Collected data:
····················

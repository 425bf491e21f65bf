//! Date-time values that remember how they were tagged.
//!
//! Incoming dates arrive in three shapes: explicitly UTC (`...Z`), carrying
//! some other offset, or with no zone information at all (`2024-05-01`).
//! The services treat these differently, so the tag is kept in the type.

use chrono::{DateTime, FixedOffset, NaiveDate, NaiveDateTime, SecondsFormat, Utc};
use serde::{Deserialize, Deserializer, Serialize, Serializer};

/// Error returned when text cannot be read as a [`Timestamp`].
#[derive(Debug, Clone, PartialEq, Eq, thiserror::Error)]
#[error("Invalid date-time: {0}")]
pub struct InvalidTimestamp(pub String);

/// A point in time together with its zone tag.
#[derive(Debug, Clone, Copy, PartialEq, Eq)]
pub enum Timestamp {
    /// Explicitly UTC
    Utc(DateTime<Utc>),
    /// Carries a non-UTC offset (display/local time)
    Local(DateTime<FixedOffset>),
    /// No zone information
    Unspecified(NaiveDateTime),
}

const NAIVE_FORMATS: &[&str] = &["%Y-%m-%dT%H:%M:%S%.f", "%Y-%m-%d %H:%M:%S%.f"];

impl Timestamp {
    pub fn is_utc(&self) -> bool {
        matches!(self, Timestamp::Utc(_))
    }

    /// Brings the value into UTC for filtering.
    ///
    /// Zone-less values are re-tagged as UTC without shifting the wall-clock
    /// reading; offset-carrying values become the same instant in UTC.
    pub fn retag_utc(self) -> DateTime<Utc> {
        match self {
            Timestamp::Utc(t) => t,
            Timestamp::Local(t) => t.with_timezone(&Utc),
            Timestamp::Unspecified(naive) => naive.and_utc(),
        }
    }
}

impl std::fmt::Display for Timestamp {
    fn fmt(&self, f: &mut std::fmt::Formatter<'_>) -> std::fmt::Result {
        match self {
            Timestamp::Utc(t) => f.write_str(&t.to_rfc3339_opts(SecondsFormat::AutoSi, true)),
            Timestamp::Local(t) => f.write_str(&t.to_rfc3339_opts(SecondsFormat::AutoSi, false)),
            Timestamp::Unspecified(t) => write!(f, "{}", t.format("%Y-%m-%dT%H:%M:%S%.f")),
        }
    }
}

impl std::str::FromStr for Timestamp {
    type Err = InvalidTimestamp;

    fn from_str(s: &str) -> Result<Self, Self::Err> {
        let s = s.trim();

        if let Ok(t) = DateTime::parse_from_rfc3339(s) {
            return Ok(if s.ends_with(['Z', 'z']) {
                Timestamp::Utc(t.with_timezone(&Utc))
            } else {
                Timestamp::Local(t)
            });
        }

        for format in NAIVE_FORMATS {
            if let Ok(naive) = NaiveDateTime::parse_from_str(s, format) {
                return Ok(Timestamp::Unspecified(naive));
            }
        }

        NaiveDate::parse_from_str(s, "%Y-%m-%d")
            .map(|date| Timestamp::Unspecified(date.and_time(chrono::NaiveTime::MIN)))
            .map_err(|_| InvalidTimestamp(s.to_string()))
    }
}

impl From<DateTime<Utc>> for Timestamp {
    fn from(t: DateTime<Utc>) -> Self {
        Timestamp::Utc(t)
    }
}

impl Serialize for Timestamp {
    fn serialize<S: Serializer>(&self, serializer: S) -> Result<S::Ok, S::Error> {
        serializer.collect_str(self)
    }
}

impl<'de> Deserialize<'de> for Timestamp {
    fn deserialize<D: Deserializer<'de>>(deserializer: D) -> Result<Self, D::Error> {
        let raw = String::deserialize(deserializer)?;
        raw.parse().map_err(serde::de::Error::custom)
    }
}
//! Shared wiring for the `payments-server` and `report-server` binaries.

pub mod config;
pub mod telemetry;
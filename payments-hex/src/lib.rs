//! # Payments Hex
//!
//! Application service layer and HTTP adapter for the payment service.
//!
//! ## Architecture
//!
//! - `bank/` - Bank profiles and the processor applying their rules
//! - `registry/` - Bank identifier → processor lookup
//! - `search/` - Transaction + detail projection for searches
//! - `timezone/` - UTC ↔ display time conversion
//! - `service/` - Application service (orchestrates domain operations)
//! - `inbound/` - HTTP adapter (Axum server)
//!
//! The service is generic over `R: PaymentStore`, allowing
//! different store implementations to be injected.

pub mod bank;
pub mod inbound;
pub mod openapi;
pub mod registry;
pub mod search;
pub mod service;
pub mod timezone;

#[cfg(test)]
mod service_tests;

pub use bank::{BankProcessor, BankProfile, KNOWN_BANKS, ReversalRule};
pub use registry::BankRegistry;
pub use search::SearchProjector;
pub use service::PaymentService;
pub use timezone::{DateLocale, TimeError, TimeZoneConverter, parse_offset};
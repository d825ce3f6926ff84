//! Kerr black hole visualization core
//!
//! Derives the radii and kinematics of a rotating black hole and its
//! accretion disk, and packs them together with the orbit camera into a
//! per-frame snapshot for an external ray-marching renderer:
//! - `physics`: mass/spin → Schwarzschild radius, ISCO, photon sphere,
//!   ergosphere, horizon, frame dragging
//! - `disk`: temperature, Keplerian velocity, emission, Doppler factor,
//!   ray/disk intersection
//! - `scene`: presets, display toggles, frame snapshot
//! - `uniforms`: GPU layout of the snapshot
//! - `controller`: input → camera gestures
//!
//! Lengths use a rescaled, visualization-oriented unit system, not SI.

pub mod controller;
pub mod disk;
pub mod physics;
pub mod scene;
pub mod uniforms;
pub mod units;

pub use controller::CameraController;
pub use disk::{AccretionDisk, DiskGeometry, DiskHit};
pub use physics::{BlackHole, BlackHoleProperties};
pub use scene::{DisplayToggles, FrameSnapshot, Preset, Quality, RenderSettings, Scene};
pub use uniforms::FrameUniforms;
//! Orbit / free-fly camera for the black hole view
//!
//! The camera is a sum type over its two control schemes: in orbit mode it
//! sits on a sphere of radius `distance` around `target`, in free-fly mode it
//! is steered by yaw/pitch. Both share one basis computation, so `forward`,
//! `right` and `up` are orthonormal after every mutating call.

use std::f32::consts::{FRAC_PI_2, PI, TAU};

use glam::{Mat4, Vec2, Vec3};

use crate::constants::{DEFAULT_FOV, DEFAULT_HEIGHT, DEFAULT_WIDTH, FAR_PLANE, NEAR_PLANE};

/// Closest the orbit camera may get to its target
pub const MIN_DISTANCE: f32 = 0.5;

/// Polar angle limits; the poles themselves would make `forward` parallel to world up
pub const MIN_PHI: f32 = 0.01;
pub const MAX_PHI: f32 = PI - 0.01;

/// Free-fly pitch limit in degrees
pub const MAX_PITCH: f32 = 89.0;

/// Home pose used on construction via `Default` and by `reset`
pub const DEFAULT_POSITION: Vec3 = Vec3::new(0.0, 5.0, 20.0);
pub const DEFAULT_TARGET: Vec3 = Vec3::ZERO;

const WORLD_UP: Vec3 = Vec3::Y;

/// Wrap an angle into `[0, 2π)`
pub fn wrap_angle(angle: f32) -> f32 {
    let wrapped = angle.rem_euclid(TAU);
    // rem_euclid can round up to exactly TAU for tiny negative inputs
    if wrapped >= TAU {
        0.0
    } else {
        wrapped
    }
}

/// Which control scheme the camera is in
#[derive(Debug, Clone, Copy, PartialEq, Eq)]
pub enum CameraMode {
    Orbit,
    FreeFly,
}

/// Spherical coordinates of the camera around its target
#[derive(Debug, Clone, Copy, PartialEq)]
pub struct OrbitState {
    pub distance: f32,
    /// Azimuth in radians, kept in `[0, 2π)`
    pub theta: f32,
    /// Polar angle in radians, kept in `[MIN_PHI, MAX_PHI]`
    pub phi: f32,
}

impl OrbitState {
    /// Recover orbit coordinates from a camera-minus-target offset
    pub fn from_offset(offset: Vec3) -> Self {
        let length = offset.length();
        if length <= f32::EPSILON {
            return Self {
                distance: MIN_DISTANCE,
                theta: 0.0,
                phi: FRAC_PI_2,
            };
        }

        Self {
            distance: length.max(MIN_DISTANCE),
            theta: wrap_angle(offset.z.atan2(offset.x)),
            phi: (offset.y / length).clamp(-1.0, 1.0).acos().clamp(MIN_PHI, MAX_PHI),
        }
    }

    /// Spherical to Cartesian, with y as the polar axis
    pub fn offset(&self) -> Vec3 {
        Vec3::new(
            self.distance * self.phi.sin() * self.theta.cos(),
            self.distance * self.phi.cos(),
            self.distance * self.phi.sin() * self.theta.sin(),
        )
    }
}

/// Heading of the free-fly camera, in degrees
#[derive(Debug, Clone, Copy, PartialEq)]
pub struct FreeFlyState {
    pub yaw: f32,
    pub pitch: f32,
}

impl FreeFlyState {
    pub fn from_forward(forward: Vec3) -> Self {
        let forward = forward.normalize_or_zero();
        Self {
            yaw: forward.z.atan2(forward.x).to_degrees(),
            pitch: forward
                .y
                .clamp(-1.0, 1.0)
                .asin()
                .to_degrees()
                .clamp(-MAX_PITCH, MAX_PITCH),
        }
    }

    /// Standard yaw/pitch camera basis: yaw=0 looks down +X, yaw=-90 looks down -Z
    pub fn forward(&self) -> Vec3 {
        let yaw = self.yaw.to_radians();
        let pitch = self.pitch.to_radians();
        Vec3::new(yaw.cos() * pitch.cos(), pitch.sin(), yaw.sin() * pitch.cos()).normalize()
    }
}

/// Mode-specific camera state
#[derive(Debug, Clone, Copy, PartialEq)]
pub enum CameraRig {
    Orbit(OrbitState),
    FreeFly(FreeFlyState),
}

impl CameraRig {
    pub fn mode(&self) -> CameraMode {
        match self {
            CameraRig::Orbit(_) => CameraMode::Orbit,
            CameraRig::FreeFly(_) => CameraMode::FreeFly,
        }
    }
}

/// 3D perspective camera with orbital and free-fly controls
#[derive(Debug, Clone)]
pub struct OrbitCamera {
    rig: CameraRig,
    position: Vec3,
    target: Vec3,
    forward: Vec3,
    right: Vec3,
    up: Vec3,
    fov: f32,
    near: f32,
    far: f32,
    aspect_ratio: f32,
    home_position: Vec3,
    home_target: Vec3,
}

····················

The word "tagged": say how many lines of the records hold it, and give nothing but the number.

# [SOLUTION BELOW]
2